(Stored items)
━━━━━━━━━━━━━━━━━━━━━━━━━━━━━━

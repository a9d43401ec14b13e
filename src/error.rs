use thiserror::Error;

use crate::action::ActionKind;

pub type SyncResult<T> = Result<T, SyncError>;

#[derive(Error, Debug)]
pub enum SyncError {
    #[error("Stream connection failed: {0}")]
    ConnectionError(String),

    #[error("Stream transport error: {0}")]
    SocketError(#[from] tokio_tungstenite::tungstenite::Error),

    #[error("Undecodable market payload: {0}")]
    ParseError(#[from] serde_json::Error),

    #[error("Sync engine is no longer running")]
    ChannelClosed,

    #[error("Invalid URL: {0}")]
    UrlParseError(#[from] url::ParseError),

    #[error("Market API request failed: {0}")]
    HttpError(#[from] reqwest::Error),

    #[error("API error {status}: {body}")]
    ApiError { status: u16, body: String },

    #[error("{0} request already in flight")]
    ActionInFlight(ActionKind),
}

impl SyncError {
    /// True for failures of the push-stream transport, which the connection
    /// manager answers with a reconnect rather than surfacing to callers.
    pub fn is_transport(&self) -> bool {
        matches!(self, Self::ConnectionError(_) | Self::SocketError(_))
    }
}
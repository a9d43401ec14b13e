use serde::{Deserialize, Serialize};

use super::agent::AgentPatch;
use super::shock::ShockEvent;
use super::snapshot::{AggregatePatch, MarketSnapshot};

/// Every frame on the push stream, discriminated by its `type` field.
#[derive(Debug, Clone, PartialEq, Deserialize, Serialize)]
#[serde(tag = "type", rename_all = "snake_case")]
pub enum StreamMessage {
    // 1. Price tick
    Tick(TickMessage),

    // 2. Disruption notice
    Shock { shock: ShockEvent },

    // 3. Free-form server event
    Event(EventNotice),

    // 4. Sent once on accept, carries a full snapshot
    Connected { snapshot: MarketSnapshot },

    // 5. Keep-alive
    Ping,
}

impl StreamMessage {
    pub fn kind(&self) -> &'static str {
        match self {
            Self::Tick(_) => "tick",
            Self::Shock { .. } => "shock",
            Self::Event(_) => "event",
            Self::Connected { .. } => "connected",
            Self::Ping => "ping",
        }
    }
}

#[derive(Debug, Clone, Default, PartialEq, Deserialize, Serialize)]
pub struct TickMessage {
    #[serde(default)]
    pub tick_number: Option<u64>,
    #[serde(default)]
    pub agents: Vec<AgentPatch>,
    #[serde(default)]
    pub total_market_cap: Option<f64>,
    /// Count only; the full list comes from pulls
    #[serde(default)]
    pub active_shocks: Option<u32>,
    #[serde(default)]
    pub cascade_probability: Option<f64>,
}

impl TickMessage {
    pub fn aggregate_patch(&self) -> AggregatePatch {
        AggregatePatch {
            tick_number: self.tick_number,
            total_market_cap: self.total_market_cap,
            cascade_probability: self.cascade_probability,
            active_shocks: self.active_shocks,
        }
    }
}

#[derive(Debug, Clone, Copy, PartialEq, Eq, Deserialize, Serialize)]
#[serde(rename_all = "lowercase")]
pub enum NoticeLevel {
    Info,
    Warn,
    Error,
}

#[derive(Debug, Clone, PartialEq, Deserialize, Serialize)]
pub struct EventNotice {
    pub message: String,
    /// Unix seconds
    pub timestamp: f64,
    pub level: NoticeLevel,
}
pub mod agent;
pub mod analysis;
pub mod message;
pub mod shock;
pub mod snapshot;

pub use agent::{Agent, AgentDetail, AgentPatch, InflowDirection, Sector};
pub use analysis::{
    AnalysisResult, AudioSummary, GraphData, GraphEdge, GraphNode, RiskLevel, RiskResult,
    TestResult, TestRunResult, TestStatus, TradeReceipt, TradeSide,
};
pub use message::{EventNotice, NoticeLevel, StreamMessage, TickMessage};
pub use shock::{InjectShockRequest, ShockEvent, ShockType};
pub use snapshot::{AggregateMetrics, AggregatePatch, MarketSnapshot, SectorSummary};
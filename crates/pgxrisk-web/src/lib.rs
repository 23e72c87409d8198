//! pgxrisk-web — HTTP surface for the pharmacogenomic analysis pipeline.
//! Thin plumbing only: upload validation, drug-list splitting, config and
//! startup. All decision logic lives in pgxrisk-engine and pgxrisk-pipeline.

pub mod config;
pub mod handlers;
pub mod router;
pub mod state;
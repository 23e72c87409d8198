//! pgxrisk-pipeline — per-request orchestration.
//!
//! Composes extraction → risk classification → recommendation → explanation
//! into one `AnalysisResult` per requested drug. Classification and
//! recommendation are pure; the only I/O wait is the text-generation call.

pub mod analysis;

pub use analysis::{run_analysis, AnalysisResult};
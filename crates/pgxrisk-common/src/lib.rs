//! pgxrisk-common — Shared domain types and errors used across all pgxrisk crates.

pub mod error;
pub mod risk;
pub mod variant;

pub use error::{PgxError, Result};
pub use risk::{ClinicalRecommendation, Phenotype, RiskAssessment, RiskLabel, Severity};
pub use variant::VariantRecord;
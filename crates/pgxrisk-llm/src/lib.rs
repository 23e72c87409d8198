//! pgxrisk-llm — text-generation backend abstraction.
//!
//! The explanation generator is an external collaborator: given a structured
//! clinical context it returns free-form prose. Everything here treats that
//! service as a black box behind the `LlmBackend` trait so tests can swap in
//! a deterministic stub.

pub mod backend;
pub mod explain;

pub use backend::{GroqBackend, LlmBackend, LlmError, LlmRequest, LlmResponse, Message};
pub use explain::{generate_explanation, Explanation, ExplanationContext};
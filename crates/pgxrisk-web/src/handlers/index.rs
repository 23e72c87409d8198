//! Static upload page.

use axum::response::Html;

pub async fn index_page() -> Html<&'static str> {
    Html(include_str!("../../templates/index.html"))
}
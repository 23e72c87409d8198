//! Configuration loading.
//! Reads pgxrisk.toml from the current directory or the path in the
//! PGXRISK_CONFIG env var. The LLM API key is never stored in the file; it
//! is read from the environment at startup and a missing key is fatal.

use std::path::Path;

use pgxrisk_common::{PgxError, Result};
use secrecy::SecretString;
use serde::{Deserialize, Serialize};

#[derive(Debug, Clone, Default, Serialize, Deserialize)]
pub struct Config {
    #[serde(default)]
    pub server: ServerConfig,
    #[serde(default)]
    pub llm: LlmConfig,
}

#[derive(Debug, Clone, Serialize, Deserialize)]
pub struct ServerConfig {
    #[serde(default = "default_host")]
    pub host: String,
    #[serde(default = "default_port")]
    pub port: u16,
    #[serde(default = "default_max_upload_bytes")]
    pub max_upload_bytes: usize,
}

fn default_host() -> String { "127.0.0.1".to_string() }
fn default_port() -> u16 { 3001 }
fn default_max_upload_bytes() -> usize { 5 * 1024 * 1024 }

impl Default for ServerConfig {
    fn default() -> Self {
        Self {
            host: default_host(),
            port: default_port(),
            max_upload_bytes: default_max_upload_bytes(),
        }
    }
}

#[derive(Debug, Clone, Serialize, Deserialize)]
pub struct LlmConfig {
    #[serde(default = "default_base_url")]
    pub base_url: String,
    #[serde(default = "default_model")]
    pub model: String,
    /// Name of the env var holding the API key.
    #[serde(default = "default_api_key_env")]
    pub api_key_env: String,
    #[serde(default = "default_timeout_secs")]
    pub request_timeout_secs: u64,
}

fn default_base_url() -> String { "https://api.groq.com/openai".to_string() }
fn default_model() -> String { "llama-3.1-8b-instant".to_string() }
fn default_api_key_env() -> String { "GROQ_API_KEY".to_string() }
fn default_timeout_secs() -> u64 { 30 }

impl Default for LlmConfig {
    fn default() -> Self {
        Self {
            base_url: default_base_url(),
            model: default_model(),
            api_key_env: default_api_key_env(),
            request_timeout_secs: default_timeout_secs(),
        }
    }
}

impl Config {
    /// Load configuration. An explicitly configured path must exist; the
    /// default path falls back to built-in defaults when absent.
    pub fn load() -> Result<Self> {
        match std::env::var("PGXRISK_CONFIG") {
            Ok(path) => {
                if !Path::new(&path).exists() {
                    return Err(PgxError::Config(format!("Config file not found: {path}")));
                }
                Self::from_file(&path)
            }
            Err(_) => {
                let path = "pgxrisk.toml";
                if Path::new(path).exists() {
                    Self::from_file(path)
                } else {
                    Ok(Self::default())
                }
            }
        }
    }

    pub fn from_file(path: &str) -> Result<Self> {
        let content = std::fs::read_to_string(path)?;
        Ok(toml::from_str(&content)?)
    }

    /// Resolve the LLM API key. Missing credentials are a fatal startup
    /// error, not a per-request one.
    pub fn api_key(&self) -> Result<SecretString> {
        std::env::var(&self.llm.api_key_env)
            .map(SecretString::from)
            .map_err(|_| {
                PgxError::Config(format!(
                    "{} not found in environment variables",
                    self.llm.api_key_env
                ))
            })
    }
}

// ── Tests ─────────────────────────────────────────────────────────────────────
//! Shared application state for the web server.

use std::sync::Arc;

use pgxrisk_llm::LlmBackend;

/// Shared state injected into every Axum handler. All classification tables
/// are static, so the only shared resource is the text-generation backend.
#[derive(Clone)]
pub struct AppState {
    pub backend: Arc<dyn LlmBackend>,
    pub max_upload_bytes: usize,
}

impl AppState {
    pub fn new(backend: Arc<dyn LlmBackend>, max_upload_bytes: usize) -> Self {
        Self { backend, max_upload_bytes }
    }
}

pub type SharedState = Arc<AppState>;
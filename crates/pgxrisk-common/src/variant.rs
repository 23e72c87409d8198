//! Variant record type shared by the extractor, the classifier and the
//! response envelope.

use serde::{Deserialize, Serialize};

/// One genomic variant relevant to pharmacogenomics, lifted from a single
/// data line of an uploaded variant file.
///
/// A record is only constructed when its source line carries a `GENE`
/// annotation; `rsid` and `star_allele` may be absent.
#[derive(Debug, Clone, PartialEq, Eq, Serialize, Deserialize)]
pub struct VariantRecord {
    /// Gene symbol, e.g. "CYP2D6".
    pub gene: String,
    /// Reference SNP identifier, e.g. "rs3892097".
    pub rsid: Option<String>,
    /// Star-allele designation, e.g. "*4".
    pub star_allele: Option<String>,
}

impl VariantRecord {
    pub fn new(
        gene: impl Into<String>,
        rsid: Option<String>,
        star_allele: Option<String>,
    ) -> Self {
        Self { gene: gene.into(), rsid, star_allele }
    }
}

━━━━━━━━━━━━━━━━━━━━━━━━━━━━━━

> Instructions for the task: Each line of the data in which the string "Connected" appears needs to be copied.

> Response for this exercise:
    Connected { snapshot: MarketSnapshot },
            Self::Connected { .. } => "connected",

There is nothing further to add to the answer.